→ **Source material**:
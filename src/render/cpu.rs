use std::cell::RefCell;
use std::collections::HashMap;
use std::rc::Rc;

use crate::foundation::core::{Canvas, Point, Rect, Rgba8};
use crate::foundation::error::{IntroError, IntroResult};
use crate::foundation::math::premul_over_in_place;
use crate::render::FrameRGBA;
use crate::render::blur::{blur_premul_in_place, kernel_radius};
use crate::surface::{DrawSurface, Glow, TextAlign, TextMeasure, TextStyle};

const LAYOUT_CACHE_LIMIT: usize = 512;
/// Canvas default `lineWidth` for outlined text.
const TEXT_STROKE_WIDTH: f64 = 1.0;

type TextLayout = parley::Layout<()>;

/// Shapes text with a single registered font family and caches the results.
struct TextShaper {
    font_ctx: parley::FontContext,
    layout_ctx: parley::LayoutContext<()>,
    family: String,
    cache: HashMap<(String, u32), Rc<TextLayout>>,
}

impl TextShaper {
    fn new(font_bytes: &[u8]) -> IntroResult<Self> {
        let mut font_ctx = parley::FontContext::default();
        let families = font_ctx
            .collection
            .register_fonts(parley::fontique::Blob::from(font_bytes.to_vec()), None);
        let family_id = families
            .first()
            .map(|(id, _)| *id)
            .ok_or_else(|| IntroError::surface("no font family registered from font bytes"))?;
        let family = font_ctx
            .collection
            .family_name(family_id)
            .ok_or_else(|| IntroError::surface("registered font family has no name"))?
            .to_string();
        Ok(Self {
            font_ctx,
            layout_ctx: parley::LayoutContext::new(),
            family,
            cache: HashMap::new(),
        })
    }

    fn layout(&mut self, text: &str, size_px: f64) -> Rc<TextLayout> {
        let size = size_px as f32;
        let key = (text.to_owned(), size.to_bits());
        if let Some(hit) = self.cache.get(&key) {
            return Rc::clone(hit);
        }
        if self.cache.len() >= LAYOUT_CACHE_LIMIT {
            self.cache.clear();
        }

        let mut builder = self
            .layout_ctx
            .ranged_builder(&mut self.font_ctx, text, 1.0, true);
        builder.push_default(parley::style::StyleProperty::FontStack(
            parley::style::FontStack::Source(std::borrow::Cow::Owned(self.family.clone())),
        ));
        builder.push_default(parley::style::StyleProperty::FontSize(size));
        let mut layout: TextLayout = builder.build(text);
        layout.break_all_lines(None);

        let layout = Rc::new(layout);
        self.cache.insert(key, Rc::clone(&layout));
        layout
    }
}

#[derive(Clone, Copy, PartialEq, Eq)]
enum TextPaint {
    Fill,
    Stroke,
}

/// Persistent RGBA canvas rendered with `vello_cpu`.
///
/// Like an HTML canvas, pixels survive between frames until overdrawn. Draw calls are batched
/// into a pending render context and composited over the canvas on [`CpuSurface::flush`];
/// a full opaque clear discards the pending batch.
pub struct CpuSurface {
    width: u16,
    height: u16,
    canvas: vello_cpu::Pixmap,
    scratch: vello_cpu::Pixmap,
    pending: Option<vello_cpu::RenderContext>,
    font: vello_cpu::peniko::FontData,
    shaper: RefCell<TextShaper>,
}

impl CpuSurface {
    /// Create a transparent surface; text is shaped with the first family in `font_bytes`.
    pub fn new(width: u32, height: u32, font_bytes: Vec<u8>) -> IntroResult<Self> {
        let (w, h) = checked_size(width, height)?;
        let shaper = TextShaper::new(&font_bytes)?;
        let font = vello_cpu::peniko::FontData::new(vello_cpu::peniko::Blob::from(font_bytes), 0);
        Ok(Self {
            width: w,
            height: h,
            canvas: vello_cpu::Pixmap::new(w, h),
            scratch: vello_cpu::Pixmap::new(w, h),
            pending: None,
            font,
            shaper: RefCell::new(shaper),
        })
    }

    /// Reallocate at a new size. Like a canvas resize, existing pixels are dropped.
    pub fn resize(&mut self, width: u32, height: u32) -> IntroResult<()> {
        let (w, h) = checked_size(width, height)?;
        self.width = w;
        self.height = h;
        self.canvas = vello_cpu::Pixmap::new(w, h);
        self.scratch = vello_cpu::Pixmap::new(w, h);
        self.pending = None;
        Ok(())
    }

    /// Composite every pending draw call onto the canvas.
    pub fn flush(&mut self) {
        let Some(mut ctx) = self.pending.take() else {
            return;
        };
        ctx.flush();
        clear_pixmap(&mut self.scratch, [0, 0, 0, 0]);
        ctx.render_to_pixmap(&mut self.scratch);
        premul_over_in_place(
            self.canvas.data_as_u8_slice_mut(),
            self.scratch.data_as_u8_slice(),
        );
    }

    /// Flush and copy out the canvas as premultiplied RGBA8.
    pub fn snapshot(&mut self) -> FrameRGBA {
        self.flush();
        FrameRGBA {
            width: u32::from(self.width),
            height: u32::from(self.height),
            data: self.canvas.data_as_u8_slice().to_vec(),
            premultiplied: true,
        }
    }

    fn ctx(&mut self) -> &mut vello_cpu::RenderContext {
        let (w, h) = (self.width, self.height);
        let ctx = self
            .pending
            .get_or_insert_with(|| vello_cpu::RenderContext::new(w, h));
        ctx.set_transform(vello_cpu::kurbo::Affine::IDENTITY);
        ctx.set_paint_transform(vello_cpu::kurbo::Affine::IDENTITY);
        ctx
    }

    /// Queue `text` and return its pixel bounds.
    fn queue_text(
        &mut self,
        text: &str,
        origin: Point,
        style: &TextStyle,
        color: Rgba8,
        paint: TextPaint,
        into_scratch_ctx: Option<&mut vello_cpu::RenderContext>,
    ) -> Rect {
        let layout = self.shaper.borrow_mut().layout(text, style.size_px);
        let width = f64::from(layout.width());
        let baseline = layout
            .lines()
            .next()
            .map(|l| f64::from(l.metrics().baseline))
            .unwrap_or(0.0);
        let dx = match style.align {
            TextAlign::Left => 0.0,
            TextAlign::Center => -width / 2.0,
        };
        let x0 = origin.x + dx;
        let y0 = origin.y - baseline;

        let font = self.font.clone();
        let ctx = match into_scratch_ctx {
            Some(ctx) => ctx,
            None => self.ctx(),
        };
        ctx.set_transform(vello_cpu::kurbo::Affine::translate((x0, y0)));
        ctx.set_paint(to_cpu_color(color));
        if paint == TextPaint::Stroke {
            ctx.set_stroke(vello_cpu::kurbo::Stroke::new(TEXT_STROKE_WIDTH));
        }
        for line in layout.lines() {
            for item in line.items() {
                let parley::layout::PositionedLayoutItem::GlyphRun(run) = item else {
                    continue;
                };
                let glyphs = run.positioned_glyphs().map(|g| vello_cpu::Glyph {
                    id: g.id,
                    x: g.x,
                    y: g.y,
                });
                let builder = ctx.glyph_run(&font).font_size(run.run().font_size());
                match paint {
                    TextPaint::Fill => builder.fill_glyphs(glyphs),
                    TextPaint::Stroke => builder.stroke_glyphs(glyphs),
                }
            }
        }
        ctx.set_transform(vello_cpu::kurbo::Affine::IDENTITY);

        Rect::new(x0, y0, x0 + width, y0 + f64::from(layout.height()))
    }

    /// Paint a blurred copy of the text under whatever is drawn next.
    fn paint_glow(
        &mut self,
        text: &str,
        origin: Point,
        style: &TextStyle,
        glow: Glow,
        paint: TextPaint,
    ) {
        self.flush();
        let mut ctx = vello_cpu::RenderContext::new(self.width, self.height);
        let bounds = self.queue_text(text, origin, style, glow.color, paint, Some(&mut ctx));
        ctx.flush();
        clear_pixmap(&mut self.scratch, [0, 0, 0, 0]);
        ctx.render_to_pixmap(&mut self.scratch);

        let pad = f64::from(kernel_radius(glow.radius));
        let (w, h) = (usize::from(self.width), usize::from(self.height));
        let x0 = (bounds.x0 - pad).floor().clamp(0.0, w as f64) as usize;
        let x1 = (bounds.x1 + pad).ceil().clamp(0.0, w as f64) as usize;
        let y0 = (bounds.y0 - pad).floor().clamp(0.0, h as f64) as usize;
        let y1 = (bounds.y1 + pad).ceil().clamp(0.0, h as f64) as usize;
        if x0 >= x1 || y0 >= y1 {
            return;
        }

        let (rw, rh) = (x1 - x0, y1 - y0);
        let mut region = Vec::with_capacity(rw * rh * 4);
        let scratch = self.scratch.data_as_u8_slice();
        for y in y0..y1 {
            region.extend_from_slice(&scratch[(y * w + x0) * 4..(y * w + x1) * 4]);
        }
        blur_premul_in_place(&mut region, rw, rh, glow.radius);

        let canvas = self.canvas.data_as_u8_slice_mut();
        for (row, y) in (y0..y1).enumerate() {
            premul_over_in_place(
                &mut canvas[(y * w + x0) * 4..(y * w + x1) * 4],
                &region[row * rw * 4..(row + 1) * rw * 4],
            );
        }
    }

    fn text(
        &mut self,
        text: &str,
        origin: Point,
        style: &TextStyle,
        paint: TextPaint,
    ) -> IntroResult<()> {
        if text.is_empty() {
            return Ok(());
        }
        if !style.size_px.is_finite() || style.size_px <= 0.0 {
            return Err(IntroError::surface("text size must be finite and > 0"));
        }
        if let Some(glow) = style.glow.filter(|g| g.radius > 0.0) {
            self.paint_glow(text, origin, style, glow, paint);
        }
        self.queue_text(text, origin, style, style.color, paint, None);
        Ok(())
    }
}

impl TextMeasure for CpuSurface {
    fn measure_text(&self, text: &str, size_px: f64) -> f64 {
        if text.is_empty() || !size_px.is_finite() || size_px <= 0.0 {
            return 0.0;
        }
        f64::from(self.shaper.borrow_mut().layout(text, size_px).width())
    }
}

impl DrawSurface for CpuSurface {
    fn size(&self) -> Canvas {
        Canvas {
            width: u32::from(self.width),
            height: u32::from(self.height),
        }
    }

    fn clear(&mut self, color: Rgba8) -> IntroResult<()> {
        if color.a == 255 {
            self.pending = None;
            clear_pixmap(&mut self.canvas, color.to_premul_bytes());
            return Ok(());
        }
        let rect = self.size().rect();
        self.fill_rect(rect, color)
    }

    fn fill_rect(&mut self, rect: Rect, color: Rgba8) -> IntroResult<()> {
        let ctx = self.ctx();
        ctx.set_paint(to_cpu_color(color));
        ctx.fill_rect(&to_cpu_rect(rect));
        Ok(())
    }

    fn stroke_rect(&mut self, rect: Rect, color: Rgba8, width: f64) -> IntroResult<()> {
        if !width.is_finite() || width <= 0.0 {
            return Err(IntroError::surface("stroke width must be finite and > 0"));
        }
        let ctx = self.ctx();
        ctx.set_paint(to_cpu_color(color));
        ctx.set_stroke(vello_cpu::kurbo::Stroke::new(width));
        ctx.stroke_rect(&to_cpu_rect(rect));
        Ok(())
    }

    fn fill_text(&mut self, text: &str, origin: Point, style: &TextStyle) -> IntroResult<()> {
        self.text(text, origin, style, TextPaint::Fill)
    }

    fn stroke_text(&mut self, text: &str, origin: Point, style: &TextStyle) -> IntroResult<()> {
        self.text(text, origin, style, TextPaint::Stroke)
    }
}

fn checked_size(width: u32, height: u32) -> IntroResult<(u16, u16)> {
    if width == 0 || height == 0 {
        return Err(IntroError::surface(format!("surface must be non-empty, got {width}x{height}")));
    }
    let w: u16 = width
        .try_into()
        .map_err(|_| IntroError::surface("surface width exceeds u16"))?;
    let h: u16 = height
        .try_into()
        .map_err(|_| IntroError::surface("surface height exceeds u16"))?;
    Ok((w, h))
}

fn clear_pixmap(pixmap: &mut vello_cpu::Pixmap, premul: [u8; 4]) {
    for px in pixmap.data_as_u8_slice_mut().chunks_exact_mut(4) {
        px.copy_from_slice(&premul);
    }
}

fn to_cpu_color(c: Rgba8) -> vello_cpu::peniko::Color {
    vello_cpu::peniko::Color::from_rgba8(c.r, c.g, c.b, c.a)
}

fn to_cpu_rect(r: Rect) -> vello_cpu::kurbo::Rect {
    vello_cpu::kurbo::Rect::new(r.x0, r.y0, r.x1, r.y1)
}

#[cfg(test)]
#[path = "../../tests/unit/render/cpu.rs"]
mod tests;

→ **Work to complete**: State the number of lines in these entries where the word "ceil" occurs, without any other words.

→ **Response to the exercise**: 2